* [EXERCISE DESCRIPTION]:
Pull every line containing "mappings" from the data.

________________________

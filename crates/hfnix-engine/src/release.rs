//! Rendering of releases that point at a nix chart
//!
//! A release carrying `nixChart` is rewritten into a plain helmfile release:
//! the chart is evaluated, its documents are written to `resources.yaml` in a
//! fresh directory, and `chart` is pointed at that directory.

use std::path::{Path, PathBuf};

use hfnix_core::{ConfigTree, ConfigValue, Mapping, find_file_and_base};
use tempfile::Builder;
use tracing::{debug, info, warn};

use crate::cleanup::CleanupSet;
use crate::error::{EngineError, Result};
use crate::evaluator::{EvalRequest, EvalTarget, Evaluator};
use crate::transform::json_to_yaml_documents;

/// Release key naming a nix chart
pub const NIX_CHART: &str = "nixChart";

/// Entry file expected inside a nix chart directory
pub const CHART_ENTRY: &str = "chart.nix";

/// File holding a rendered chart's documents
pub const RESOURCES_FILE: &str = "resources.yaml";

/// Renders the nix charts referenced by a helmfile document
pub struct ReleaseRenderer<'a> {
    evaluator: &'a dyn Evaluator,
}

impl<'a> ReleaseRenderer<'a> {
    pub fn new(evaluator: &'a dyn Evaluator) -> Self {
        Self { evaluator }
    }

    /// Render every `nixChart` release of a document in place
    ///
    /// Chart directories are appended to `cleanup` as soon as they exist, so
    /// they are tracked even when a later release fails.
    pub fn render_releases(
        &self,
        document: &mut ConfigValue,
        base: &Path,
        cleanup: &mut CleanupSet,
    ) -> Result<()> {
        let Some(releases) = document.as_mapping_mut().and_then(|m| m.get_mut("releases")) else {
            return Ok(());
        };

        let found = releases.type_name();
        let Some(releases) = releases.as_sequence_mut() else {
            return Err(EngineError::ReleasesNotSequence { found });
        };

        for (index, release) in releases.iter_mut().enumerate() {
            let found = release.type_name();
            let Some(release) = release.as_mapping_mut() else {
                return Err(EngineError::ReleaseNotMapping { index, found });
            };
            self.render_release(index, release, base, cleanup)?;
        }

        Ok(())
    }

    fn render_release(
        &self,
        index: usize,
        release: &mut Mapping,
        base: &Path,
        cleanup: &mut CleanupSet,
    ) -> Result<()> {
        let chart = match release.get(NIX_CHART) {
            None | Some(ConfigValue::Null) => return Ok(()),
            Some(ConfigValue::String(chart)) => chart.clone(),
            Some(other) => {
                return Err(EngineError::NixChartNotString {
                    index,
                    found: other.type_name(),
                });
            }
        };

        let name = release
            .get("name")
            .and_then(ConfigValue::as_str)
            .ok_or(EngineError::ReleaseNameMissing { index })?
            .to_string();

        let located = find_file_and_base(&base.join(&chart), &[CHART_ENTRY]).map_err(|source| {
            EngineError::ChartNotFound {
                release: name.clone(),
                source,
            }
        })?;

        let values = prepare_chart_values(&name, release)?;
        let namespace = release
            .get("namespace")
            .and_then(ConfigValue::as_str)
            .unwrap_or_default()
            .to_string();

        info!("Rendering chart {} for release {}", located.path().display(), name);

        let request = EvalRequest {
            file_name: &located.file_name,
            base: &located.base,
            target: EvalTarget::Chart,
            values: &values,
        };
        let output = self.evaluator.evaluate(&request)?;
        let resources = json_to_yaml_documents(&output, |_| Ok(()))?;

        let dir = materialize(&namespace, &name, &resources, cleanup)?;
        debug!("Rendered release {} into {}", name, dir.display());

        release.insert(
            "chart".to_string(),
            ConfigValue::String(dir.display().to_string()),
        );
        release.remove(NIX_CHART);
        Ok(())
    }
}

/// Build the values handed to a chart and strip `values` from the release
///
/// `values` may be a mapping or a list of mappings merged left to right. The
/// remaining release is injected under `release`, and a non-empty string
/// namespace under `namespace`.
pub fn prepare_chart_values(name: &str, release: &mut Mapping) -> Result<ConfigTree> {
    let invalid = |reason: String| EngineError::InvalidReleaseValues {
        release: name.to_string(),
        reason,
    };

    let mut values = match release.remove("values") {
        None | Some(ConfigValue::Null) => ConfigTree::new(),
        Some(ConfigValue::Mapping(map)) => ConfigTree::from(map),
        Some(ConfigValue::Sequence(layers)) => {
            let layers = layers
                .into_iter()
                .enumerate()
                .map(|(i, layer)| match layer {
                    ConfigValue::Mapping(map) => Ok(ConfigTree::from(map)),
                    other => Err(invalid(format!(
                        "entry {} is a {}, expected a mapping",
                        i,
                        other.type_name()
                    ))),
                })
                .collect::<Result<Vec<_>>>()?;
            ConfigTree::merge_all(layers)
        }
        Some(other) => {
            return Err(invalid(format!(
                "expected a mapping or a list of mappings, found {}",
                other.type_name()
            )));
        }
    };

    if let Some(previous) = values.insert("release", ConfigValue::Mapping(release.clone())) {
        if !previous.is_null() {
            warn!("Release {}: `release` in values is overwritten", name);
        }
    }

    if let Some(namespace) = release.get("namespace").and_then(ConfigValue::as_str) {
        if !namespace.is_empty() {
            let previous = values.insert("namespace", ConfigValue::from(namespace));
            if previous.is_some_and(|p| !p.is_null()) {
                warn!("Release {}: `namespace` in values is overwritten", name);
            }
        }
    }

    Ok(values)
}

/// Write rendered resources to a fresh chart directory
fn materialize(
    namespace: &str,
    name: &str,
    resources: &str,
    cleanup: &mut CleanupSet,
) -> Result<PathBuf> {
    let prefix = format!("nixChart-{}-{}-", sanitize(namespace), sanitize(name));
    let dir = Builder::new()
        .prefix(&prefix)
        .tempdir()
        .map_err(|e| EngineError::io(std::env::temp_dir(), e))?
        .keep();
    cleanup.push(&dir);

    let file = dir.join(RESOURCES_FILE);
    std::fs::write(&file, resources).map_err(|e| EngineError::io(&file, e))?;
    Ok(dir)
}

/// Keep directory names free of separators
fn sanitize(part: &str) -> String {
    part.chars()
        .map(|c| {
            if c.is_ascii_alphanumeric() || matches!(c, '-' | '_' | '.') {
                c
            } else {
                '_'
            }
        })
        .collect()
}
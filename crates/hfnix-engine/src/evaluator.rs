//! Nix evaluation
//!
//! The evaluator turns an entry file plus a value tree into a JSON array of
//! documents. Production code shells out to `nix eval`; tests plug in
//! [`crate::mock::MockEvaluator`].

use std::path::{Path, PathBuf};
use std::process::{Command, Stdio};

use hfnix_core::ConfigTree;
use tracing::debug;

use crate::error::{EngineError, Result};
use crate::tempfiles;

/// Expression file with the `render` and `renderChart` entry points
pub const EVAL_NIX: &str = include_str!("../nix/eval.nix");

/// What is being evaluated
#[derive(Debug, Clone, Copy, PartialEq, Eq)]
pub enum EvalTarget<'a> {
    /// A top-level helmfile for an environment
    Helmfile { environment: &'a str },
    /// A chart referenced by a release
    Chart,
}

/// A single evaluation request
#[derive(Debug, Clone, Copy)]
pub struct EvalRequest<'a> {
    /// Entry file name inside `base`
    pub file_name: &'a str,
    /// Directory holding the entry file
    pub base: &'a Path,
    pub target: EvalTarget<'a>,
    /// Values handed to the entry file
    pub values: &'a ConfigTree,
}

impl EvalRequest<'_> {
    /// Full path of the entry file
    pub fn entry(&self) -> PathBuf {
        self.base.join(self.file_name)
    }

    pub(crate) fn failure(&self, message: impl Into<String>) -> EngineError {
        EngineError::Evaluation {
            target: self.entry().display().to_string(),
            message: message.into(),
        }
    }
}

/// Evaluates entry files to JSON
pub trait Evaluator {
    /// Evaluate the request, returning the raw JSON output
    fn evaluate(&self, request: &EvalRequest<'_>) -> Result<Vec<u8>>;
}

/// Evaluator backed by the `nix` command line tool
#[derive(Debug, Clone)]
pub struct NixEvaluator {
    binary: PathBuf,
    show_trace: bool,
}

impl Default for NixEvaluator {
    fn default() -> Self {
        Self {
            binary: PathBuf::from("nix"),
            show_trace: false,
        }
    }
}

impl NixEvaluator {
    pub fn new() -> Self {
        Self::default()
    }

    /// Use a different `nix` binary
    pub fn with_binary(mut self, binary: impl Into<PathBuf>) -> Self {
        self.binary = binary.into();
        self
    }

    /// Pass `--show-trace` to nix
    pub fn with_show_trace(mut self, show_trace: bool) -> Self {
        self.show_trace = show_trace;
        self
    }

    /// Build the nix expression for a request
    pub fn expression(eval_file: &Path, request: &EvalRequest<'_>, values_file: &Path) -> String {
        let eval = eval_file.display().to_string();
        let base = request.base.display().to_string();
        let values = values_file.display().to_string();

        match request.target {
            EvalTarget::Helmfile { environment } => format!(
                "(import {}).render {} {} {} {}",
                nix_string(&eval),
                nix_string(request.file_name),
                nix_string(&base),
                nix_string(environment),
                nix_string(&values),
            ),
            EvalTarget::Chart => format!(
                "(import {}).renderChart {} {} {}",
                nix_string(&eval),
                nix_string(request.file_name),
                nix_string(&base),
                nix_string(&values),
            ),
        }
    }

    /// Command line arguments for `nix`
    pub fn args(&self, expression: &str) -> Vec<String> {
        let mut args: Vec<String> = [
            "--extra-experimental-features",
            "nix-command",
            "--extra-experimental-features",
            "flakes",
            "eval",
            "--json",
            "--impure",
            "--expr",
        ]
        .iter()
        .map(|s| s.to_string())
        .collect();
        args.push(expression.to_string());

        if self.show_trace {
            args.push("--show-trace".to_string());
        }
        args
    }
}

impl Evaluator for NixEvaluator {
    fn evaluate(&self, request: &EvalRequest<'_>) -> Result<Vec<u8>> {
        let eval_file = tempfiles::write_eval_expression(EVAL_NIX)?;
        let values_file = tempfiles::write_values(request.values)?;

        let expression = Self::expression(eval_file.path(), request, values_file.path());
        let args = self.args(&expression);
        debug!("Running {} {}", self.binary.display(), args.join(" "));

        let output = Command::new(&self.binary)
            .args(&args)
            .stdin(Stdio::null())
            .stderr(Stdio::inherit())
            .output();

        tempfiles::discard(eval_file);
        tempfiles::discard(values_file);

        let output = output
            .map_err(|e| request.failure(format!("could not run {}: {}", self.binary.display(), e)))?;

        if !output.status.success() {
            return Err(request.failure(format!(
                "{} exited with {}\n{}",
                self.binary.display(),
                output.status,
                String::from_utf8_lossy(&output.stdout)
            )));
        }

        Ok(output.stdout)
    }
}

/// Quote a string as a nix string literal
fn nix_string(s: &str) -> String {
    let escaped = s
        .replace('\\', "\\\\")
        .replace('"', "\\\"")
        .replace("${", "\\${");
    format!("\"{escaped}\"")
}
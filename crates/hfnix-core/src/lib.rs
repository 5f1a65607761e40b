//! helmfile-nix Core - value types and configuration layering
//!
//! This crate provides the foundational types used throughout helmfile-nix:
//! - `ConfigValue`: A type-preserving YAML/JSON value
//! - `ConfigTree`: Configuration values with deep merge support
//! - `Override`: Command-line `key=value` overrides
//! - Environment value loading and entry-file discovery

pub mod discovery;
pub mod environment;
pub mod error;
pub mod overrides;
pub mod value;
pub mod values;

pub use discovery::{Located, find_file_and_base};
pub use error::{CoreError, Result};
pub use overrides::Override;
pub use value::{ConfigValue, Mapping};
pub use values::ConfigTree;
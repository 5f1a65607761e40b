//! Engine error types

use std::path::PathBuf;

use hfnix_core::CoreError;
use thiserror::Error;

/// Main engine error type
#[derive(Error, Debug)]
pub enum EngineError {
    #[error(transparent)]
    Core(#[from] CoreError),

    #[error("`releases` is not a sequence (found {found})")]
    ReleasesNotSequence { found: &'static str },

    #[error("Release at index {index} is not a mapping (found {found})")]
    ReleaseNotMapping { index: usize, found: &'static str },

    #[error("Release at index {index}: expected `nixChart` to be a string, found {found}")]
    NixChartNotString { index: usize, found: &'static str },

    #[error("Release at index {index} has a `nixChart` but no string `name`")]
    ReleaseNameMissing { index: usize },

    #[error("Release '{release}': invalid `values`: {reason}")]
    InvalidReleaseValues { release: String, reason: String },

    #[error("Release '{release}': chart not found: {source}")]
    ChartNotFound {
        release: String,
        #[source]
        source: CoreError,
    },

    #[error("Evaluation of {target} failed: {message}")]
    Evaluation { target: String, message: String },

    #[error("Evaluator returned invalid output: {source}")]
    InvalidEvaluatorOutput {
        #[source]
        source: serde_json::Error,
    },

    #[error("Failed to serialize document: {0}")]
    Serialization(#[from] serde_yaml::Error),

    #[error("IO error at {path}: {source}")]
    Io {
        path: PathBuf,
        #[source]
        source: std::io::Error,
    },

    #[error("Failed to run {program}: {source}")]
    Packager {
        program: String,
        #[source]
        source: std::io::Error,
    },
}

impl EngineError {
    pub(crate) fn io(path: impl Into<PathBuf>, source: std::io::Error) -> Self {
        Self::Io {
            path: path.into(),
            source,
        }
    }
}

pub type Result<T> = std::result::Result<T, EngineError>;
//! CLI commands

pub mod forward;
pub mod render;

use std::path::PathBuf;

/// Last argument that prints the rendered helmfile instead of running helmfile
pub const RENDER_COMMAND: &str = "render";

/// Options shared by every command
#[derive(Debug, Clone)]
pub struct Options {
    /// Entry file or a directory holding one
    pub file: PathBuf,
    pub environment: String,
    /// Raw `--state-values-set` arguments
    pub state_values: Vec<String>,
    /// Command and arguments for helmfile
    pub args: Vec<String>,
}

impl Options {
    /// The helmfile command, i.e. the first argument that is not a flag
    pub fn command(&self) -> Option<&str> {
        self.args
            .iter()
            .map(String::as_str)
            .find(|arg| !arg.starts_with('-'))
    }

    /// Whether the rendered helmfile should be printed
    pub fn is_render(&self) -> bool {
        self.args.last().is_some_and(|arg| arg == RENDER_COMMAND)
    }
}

________________________

* [YOUR SOLUTION]:
/// `values` may be a mapping or a list of mappings merged left to right. The
                "expected a mapping or a list of mappings, found {}",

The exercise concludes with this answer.